* [ASSIGNED TASK]: Which lines of the data include the string "trim"? List them all.

START DATA EXTRACTS

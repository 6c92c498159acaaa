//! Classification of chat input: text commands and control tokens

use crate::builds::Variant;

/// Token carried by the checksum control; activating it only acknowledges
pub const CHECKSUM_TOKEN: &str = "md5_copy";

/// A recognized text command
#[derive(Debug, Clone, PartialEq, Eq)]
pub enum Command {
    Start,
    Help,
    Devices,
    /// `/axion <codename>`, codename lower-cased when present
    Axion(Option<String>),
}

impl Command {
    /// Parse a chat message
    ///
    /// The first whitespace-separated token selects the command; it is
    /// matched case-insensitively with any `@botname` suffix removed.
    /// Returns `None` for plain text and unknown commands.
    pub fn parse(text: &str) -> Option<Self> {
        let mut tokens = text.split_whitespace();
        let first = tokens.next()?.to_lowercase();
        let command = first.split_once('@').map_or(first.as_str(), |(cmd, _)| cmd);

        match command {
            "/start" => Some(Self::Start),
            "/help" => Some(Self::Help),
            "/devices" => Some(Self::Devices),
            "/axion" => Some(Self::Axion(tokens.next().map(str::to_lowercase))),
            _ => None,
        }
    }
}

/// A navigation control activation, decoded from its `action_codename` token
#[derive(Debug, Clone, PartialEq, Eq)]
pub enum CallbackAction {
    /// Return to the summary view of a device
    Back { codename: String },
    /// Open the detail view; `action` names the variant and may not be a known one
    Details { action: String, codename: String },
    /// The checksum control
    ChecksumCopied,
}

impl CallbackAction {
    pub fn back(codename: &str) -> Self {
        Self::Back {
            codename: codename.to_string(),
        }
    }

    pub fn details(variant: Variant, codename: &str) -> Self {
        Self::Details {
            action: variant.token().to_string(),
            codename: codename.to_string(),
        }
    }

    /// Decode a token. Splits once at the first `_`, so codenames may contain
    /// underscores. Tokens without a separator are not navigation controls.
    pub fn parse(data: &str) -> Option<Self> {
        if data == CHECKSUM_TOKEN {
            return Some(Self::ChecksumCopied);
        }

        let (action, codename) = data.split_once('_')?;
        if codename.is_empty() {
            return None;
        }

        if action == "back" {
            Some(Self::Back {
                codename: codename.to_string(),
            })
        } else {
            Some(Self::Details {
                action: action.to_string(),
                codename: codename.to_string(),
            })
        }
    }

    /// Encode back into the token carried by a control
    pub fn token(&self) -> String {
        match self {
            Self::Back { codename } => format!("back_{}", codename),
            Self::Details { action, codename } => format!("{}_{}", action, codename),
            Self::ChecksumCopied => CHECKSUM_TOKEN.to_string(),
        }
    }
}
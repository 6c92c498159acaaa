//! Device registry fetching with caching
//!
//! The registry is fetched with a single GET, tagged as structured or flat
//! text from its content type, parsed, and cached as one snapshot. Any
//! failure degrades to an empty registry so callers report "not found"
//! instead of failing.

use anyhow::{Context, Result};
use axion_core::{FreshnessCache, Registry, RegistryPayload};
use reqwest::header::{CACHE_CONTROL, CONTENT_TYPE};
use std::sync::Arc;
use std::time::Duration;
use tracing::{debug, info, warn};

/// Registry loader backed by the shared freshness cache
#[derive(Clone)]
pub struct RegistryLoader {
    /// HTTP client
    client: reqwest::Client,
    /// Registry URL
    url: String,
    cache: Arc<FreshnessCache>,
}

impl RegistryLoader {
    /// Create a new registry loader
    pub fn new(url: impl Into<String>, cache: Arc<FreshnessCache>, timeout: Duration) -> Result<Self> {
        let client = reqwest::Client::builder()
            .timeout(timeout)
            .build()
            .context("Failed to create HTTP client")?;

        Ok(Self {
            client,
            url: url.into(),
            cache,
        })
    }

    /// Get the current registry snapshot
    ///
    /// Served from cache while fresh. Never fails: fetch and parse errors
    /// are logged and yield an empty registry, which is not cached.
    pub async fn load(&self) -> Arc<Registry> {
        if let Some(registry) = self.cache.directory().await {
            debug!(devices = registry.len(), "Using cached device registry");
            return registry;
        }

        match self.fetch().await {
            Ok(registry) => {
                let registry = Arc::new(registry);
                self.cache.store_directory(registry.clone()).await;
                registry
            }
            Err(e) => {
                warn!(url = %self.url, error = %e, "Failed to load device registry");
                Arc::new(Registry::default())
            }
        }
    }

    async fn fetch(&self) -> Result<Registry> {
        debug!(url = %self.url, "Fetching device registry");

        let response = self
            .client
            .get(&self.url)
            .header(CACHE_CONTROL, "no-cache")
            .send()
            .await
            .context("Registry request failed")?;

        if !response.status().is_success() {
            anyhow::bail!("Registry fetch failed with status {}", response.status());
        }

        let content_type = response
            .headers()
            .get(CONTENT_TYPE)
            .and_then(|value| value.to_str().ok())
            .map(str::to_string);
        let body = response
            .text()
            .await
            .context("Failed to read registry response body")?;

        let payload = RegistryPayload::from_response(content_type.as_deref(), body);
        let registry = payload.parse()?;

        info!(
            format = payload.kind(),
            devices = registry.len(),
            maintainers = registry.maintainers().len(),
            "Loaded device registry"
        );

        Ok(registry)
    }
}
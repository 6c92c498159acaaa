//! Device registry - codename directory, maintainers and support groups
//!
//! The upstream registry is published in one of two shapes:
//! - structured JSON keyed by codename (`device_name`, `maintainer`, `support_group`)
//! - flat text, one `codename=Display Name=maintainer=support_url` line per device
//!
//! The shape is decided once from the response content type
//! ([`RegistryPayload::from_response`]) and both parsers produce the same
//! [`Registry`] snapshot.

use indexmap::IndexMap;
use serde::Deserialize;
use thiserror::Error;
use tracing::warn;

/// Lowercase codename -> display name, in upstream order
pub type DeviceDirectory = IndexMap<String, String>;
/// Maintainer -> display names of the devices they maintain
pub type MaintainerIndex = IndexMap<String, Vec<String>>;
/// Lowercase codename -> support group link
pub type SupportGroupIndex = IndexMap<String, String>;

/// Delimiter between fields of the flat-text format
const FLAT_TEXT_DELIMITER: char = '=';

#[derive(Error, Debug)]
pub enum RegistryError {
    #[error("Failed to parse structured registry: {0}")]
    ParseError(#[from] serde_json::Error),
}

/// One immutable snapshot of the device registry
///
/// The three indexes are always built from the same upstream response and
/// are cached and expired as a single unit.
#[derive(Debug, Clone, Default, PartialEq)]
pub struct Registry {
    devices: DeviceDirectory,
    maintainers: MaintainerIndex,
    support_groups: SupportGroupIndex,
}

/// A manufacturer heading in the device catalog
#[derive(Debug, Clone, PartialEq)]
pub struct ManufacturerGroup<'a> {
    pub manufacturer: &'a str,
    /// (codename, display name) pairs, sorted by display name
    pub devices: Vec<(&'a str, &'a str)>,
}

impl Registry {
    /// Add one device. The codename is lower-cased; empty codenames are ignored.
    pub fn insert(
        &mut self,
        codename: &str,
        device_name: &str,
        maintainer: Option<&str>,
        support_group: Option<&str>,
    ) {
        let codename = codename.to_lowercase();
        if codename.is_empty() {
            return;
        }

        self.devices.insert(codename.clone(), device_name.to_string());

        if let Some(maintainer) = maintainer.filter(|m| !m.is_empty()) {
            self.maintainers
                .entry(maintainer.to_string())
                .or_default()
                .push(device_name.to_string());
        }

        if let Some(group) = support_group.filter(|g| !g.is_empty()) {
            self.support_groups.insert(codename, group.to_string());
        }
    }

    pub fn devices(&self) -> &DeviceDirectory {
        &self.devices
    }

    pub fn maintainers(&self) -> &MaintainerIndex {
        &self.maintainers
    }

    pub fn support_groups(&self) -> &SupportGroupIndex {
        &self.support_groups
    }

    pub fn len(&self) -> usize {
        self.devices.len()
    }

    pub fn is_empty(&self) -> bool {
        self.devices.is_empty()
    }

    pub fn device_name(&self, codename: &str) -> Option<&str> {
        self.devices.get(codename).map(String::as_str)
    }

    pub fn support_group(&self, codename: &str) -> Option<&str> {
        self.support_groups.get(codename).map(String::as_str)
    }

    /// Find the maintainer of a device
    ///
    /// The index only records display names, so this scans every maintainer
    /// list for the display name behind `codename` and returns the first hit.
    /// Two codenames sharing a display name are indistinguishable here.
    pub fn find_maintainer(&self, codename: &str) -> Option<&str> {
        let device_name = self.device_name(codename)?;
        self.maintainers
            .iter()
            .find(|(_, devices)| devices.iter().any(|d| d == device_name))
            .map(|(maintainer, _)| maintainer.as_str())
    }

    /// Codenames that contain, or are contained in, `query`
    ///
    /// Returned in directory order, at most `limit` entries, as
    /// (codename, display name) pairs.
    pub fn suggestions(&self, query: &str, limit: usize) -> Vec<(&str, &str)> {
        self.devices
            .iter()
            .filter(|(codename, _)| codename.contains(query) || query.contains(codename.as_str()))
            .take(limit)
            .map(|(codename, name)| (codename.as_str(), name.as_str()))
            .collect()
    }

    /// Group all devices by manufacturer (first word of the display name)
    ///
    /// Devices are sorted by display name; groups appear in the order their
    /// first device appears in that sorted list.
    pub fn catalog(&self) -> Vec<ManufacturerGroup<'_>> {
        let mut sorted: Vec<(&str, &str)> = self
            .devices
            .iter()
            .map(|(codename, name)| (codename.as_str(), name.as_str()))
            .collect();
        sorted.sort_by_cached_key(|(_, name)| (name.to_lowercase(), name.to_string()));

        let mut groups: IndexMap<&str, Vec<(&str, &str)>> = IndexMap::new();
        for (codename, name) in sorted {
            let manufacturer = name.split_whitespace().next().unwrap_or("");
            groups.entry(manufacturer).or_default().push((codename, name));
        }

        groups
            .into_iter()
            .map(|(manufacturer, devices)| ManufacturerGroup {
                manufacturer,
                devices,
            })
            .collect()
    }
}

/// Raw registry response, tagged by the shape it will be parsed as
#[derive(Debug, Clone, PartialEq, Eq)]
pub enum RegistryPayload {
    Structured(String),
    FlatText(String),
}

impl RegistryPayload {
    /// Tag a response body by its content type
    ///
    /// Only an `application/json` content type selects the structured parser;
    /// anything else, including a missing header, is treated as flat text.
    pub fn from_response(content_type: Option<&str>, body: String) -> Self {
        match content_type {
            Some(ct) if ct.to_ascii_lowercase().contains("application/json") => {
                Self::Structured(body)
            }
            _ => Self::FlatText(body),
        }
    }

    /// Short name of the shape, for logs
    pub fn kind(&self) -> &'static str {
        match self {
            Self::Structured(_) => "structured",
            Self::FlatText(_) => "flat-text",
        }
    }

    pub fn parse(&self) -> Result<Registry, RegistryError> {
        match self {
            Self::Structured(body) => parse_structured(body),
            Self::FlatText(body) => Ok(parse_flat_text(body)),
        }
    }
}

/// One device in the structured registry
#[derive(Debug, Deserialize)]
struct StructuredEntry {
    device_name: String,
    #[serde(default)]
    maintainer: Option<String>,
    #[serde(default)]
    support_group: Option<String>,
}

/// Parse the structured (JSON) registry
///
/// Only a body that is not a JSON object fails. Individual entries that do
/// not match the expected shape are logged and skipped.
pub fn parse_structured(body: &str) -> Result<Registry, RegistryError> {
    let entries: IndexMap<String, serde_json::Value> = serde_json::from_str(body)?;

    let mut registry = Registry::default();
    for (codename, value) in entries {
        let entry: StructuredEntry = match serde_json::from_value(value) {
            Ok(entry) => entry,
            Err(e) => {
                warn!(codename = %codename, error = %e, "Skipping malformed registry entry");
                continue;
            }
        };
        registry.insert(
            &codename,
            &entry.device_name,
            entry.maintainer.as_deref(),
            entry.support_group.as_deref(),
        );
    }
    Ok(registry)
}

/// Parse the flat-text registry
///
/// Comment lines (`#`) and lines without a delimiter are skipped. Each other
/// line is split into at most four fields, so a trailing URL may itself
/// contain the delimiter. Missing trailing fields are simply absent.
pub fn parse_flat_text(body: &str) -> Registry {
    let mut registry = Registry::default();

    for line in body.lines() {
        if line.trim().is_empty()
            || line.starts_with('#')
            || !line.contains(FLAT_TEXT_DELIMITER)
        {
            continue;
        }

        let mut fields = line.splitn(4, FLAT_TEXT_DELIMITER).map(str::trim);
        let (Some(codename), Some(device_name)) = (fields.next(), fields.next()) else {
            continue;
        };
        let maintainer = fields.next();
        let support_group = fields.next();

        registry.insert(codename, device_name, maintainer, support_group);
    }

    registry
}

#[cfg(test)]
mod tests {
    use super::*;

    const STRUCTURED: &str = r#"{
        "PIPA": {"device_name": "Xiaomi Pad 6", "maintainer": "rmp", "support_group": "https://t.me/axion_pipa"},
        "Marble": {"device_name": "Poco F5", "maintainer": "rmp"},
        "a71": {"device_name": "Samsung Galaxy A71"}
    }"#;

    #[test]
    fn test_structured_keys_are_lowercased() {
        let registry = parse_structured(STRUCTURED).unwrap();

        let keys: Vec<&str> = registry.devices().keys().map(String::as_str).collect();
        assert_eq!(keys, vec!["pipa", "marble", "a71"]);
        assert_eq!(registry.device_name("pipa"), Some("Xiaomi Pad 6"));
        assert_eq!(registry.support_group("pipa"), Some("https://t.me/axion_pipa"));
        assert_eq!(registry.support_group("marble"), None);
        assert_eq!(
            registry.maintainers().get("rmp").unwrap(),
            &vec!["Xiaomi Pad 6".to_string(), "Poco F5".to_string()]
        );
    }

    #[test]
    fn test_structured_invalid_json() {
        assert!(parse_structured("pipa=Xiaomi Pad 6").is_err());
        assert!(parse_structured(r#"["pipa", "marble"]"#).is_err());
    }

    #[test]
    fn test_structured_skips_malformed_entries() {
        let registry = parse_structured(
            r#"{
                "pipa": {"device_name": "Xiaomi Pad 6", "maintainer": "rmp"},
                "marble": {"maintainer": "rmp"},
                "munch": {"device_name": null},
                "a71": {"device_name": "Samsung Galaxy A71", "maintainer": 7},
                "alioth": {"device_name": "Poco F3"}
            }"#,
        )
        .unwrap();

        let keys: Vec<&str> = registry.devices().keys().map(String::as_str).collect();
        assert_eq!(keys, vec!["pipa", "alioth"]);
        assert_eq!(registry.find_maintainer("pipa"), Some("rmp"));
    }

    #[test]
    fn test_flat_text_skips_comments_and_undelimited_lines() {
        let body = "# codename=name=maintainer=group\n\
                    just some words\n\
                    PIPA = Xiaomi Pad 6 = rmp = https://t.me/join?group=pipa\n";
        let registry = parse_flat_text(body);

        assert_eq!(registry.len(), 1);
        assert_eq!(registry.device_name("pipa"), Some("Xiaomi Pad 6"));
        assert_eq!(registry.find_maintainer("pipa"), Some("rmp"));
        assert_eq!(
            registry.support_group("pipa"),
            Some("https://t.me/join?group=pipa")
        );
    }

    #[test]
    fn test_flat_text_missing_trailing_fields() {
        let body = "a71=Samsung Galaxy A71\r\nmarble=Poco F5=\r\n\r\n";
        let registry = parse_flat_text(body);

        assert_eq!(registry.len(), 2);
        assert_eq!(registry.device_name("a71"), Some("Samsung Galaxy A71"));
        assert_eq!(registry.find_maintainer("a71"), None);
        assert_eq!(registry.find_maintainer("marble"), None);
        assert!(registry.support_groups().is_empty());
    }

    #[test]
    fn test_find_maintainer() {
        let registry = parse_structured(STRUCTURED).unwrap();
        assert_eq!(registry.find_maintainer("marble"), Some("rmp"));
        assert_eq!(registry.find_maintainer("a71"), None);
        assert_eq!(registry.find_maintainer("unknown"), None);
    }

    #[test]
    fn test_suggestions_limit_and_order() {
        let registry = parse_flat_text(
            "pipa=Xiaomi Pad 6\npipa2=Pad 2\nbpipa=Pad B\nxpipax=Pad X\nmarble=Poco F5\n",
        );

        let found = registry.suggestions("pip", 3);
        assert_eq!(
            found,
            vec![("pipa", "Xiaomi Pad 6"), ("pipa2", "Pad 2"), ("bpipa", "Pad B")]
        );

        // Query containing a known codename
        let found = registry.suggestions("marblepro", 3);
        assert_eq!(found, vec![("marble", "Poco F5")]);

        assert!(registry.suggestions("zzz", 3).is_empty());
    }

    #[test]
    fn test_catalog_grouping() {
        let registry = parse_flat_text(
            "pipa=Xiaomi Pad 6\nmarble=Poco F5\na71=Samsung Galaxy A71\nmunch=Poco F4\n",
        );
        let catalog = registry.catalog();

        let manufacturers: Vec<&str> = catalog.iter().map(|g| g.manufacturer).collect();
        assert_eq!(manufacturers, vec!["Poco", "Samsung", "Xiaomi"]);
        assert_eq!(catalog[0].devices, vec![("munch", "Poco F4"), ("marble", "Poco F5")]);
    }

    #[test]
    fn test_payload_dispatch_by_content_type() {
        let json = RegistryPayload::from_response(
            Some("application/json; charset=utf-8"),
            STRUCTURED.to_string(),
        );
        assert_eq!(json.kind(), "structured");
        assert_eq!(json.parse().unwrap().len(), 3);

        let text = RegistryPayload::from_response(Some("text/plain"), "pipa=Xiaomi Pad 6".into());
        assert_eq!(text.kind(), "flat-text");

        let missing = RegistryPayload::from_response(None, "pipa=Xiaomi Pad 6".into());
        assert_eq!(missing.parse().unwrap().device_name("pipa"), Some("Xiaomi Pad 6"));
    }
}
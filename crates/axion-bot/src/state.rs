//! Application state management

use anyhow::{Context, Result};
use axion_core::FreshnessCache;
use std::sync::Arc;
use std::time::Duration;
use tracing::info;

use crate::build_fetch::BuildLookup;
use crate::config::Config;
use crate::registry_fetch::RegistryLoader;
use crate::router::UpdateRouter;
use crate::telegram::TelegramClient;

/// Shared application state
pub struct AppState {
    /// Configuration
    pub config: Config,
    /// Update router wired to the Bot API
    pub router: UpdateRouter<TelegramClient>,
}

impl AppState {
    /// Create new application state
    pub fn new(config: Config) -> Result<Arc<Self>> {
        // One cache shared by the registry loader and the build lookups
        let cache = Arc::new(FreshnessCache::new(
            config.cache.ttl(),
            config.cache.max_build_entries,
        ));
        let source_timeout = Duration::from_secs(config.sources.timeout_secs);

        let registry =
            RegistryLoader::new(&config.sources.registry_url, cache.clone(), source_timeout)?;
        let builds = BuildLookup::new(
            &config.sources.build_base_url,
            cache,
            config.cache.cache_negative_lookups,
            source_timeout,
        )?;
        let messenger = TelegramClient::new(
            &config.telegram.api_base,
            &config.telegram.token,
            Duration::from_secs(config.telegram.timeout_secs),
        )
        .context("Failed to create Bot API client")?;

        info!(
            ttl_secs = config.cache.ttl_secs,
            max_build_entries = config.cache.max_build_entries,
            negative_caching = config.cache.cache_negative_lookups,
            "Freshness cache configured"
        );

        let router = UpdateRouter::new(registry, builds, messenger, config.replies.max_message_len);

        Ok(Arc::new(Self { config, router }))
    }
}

END DATA EXTRACTS

* [YOUR RESPONSE]:
        if line.trim().is_empty()
        let mut fields = line.splitn(4, FLAT_TEXT_DELIMITER).map(str::trim);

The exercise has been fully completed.